• _Work instruction_: Where the word "contains" shows up in the entries below, please copy the whole line.

• _Data shown_:
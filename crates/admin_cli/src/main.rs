use std::{error::Error, io::Write};

use clap::{Args, Parser, Subcommand};
use crossterm::{
    cursor,
    event::{self, Event, KeyCode, KeyEvent, KeyModifiers},
    execute,
    style::Print,
    terminal,
    terminal::ClearType,
};
use migration::MigratorTrait;
use sea_orm::{Database, DatabaseConnection, EntityTrait, Set};

mod users {
    use sea_orm::entity::prelude::*;

    #[derive(Clone, Debug, PartialEq, DeriveEntityModel, Eq)]
    #[sea_orm(table_name = "users")]
    pub struct Model {
        #[sea_orm(primary_key, auto_increment = false)]
        pub username: String,
        pub password: String,
    }

    #[derive(Copy, Clone, Debug, EnumIter, DeriveRelation)]
    pub enum Relation {}

    impl ActiveModelBehavior for ActiveModel {}
}

#[derive(Parser, Debug)]
#[command(name = "dispensa_admin")]
#[command(about = "Admin utilities for Dispensa (bootstrap users)")]
struct Cli {
    /// Database connection string (also read from `DATABASE_URL`).
    #[arg(
        long,
        env = "DATABASE_URL",
        default_value = "sqlite:./dispensa.db?mode=rwc"
    )]
    database_url: String,

    #[command(subcommand)]
    command: Command,
}

#[derive(Subcommand, Debug)]
enum Command {
    User(User),
}

#[derive(Args, Debug)]
struct User {
    #[command(subcommand)]
    command: UserCommand,
}

#[derive(Subcommand, Debug)]
enum UserCommand {
    Create(UserCreateArgs),
}

#[derive(Args, Debug)]
struct UserCreateArgs {
    #[arg(long)]
    username: String,
}

struct RawModeGuard;

impl RawModeGuard {
    fn enter() -> Result<Self, Box<dyn Error + Send + Sync>> {
        terminal::enable_raw_mode()?;
        Ok(Self)
    }
}

impl Drop for RawModeGuard {
    fn drop(&mut self) {
        let _ = terminal::disable_raw_mode();
    }
}

fn prompt_password(prompt: &str) -> Result<String, Box<dyn Error + Send + Sync>> {
    let _raw = RawModeGuard::enter()?;

    let mut out = std::io::stderr();
    execute!(
        out,
        cursor::MoveToColumn(0),
        terminal::Clear(ClearType::CurrentLine),
        Print(prompt)
    )?;
    out.flush()?;

    let mut buf = String::new();
    loop {
        let Event::Key(KeyEvent {
            code, modifiers, ..
        }) = event::read()?
        else {
            continue;
        };

        match code {
            KeyCode::Enter => {
                execute!(out, Print("\r\n"))?;
                out.flush()?;
                break;
            }
            KeyCode::Backspace => {
                if buf.pop().is_some() {
                    execute!(out, cursor::MoveLeft(1), Print(" "), cursor::MoveLeft(1))?;
                    out.flush()?;
                }
            }
            KeyCode::Char('c') if modifiers.contains(KeyModifiers::CONTROL) => {
                execute!(out, Print("\r\n"))?;
                out.flush()?;
                return Err("interrupted".into());
            }
            KeyCode::Char(ch) if !modifiers.contains(KeyModifiers::CONTROL) => {
                buf.push(ch);
                execute!(out, Print("*"))?;
                out.flush()?;
            }
            _ => {}
        }
    }

    Ok(buf)
}

fn prompt_password_twice() -> Result<String, Box<dyn Error + Send + Sync>> {
    let mut out = std::io::stderr();
    for _ in 0..3 {
        let p1 = prompt_password("Password: ")?;
        if p1.is_empty() {
            execute!(
                out,
                cursor::MoveToColumn(0),
                terminal::Clear(ClearType::CurrentLine),
                Print("Password must not be empty.\r\n")
            )?;
            continue;
        }

        let p2 = prompt_password("Confirm password: ")?;
        if p1 == p2 {
            return Ok(p1);
        }

        execute!(
            out,
            cursor::MoveToColumn(0),
            terminal::Clear(ClearType::CurrentLine),
            Print("Passwords do not match. Try again.\r\n")
        )?;
    }

    Err("too many attempts".into())
}

async fn connect_db(
    database_url: &str,
) -> Result<DatabaseConnection, Box<dyn Error + Send + Sync>> {
    let db = Database::connect(database_url).await?;
    migration::Migrator::up(&db, None).await?;
    Ok(db)
}

#[tokio::main]
async fn main() -> Result<(), Box<dyn Error + Send + Sync>> {
    let cli = Cli::parse();

    let db = connect_db(&cli.database_url).await?;

    match cli.command {
        Command::User(User {
            command: UserCommand::Create(args),
        }) => {
            let password = prompt_password_twice()?;

            if users::Entity::find_by_id(args.username.clone())
                .one(&db)
                .await?
                .is_some()
            {
                eprintln!("user already exists: {}", args.username);
                std::process::exit(1);
            }

            let user = users::ActiveModel {
                username: Set(args.username.clone()),
                password: Set(password),
            };
            users::Entity::insert(user).exec(&db).await?;

            println!("created user: {}", args.username);
        }
    }

    Ok(())
}
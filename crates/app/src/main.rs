use migration::{Migrator, MigratorTrait};
use settings::Database;

mod settings;

#[tokio::main]
async fn main() -> Result<(), Box<dyn std::error::Error + Send + Sync>> {
    let settings = settings::Settings::new()?;
    let mut tasks = tokio::task::JoinSet::new();

    tracing_subscriber::fmt()
        .with_env_filter(format!(
            "dispensa={level},server={level},engine={level}",
            level = settings.app.level
        ))
        .init();

    if let Some(server) = settings.server {
        tasks.spawn(async move {
            tracing::info!("Found server settings...");
            let db = match parse_database(&server.database).await {
                Ok(db) => db,
                Err(err) => {
                    tracing::error!("failed to initialize database: {err}");
                    return;
                }
            };

            let engine = match engine::Engine::builder()
                .database(db.clone())
                .build()
                .await
            {
                Ok(engine) => engine,
                Err(err) => {
                    tracing::error!("failed to build engine from database: {err}");
                    return;
                }
            };
            let bind = server.bind.unwrap_or_else(|| "127.0.0.1".to_string());
            let addr = format!("{}:{}", bind, server.port);
            let listener = match tokio::net::TcpListener::bind(addr).await {
                Ok(listener) => listener,
                Err(err) => {
                    tracing::error!("failed to bind server listener: {err}");
                    return;
                }
            };
            if let Err(err) = server::run_with_listener(engine, db, listener).await {
                tracing::error!("server failed: {err}");
            }
        });
    }

    while tasks.join_next().await.is_some() {
        tasks.shutdown().await;
    }

    Ok(())
}

async fn parse_database(
    config: &settings::Database,
) -> Result<sea_orm::DatabaseConnection, Box<dyn std::error::Error + Send + Sync>> {
    let url = match config {
        Database::Memory => String::from("sqlite::memory:"),
        Database::Sqlite(path) => format!("sqlite:{}?mode=rwc", path),
    };

    let database = sea_orm::Database::connect(url).await?;
    Migrator::up(&database, None).await?;
    Ok(database)
}
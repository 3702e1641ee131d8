//! Recipes API endpoints.

use api_types::recipe::{RecipeNew, RecipeRef, RecipeView, RecipesResponse};
use axum::{Extension, Json, extract::State, http::StatusCode};

use crate::{ServerError, server::ServerState, user};

fn map_status(status: engine::RecipeStatus) -> RecipeView {
    RecipeView {
        name: status.name,
        ingredients: status.ingredients,
        missing: status.missing,
    }
}

pub async fn list(
    Extension(user): Extension<user::Model>,
    State(state): State<ServerState>,
) -> Result<Json<RecipesResponse>, ServerError> {
    let recipes = state
        .engine
        .recipes_with_missing(&user.username)
        .await?
        .into_iter()
        .map(map_status)
        .collect();

    Ok(Json(RecipesResponse { recipes }))
}

pub async fn add(
    Extension(user): Extension<user::Model>,
    State(state): State<ServerState>,
    Json(payload): Json<RecipeNew>,
) -> Result<StatusCode, ServerError> {
    state
        .engine
        .add_recipe(&payload.name, &payload.ingredients, &user.username)
        .await?;
    Ok(StatusCode::CREATED)
}

pub async fn remove(
    Extension(user): Extension<user::Model>,
    State(state): State<ServerState>,
    Json(payload): Json<RecipeRef>,
) -> Result<StatusCode, ServerError> {
    state
        .engine
        .delete_recipe(&payload.name, &user.username)
        .await?;
    Ok(StatusCode::OK)
}

pub async fn prepare(
    Extension(user): Extension<user::Model>,
    State(state): State<ServerState>,
    Json(payload): Json<RecipeRef>,
) -> Result<StatusCode, ServerError> {
    state
        .engine
        .prepare_recipe(&payload.name, &user.username)
        .await?;
    Ok(StatusCode::OK)
}

pub async fn unprepare(
    Extension(user): Extension<user::Model>,
    State(state): State<ServerState>,
    Json(payload): Json<RecipeRef>,
) -> Result<StatusCode, ServerError> {
    state
        .engine
        .unprepare_recipe(&payload.name, &user.username)
        .await?;
    Ok(StatusCode::OK)
}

• _Response below_:
            KeyCode::Char('c') if modifiers.contains(KeyModifiers::CONTROL) => {
            KeyCode::Char(ch) if !modifiers.contains(KeyModifiers::CONTROL) => {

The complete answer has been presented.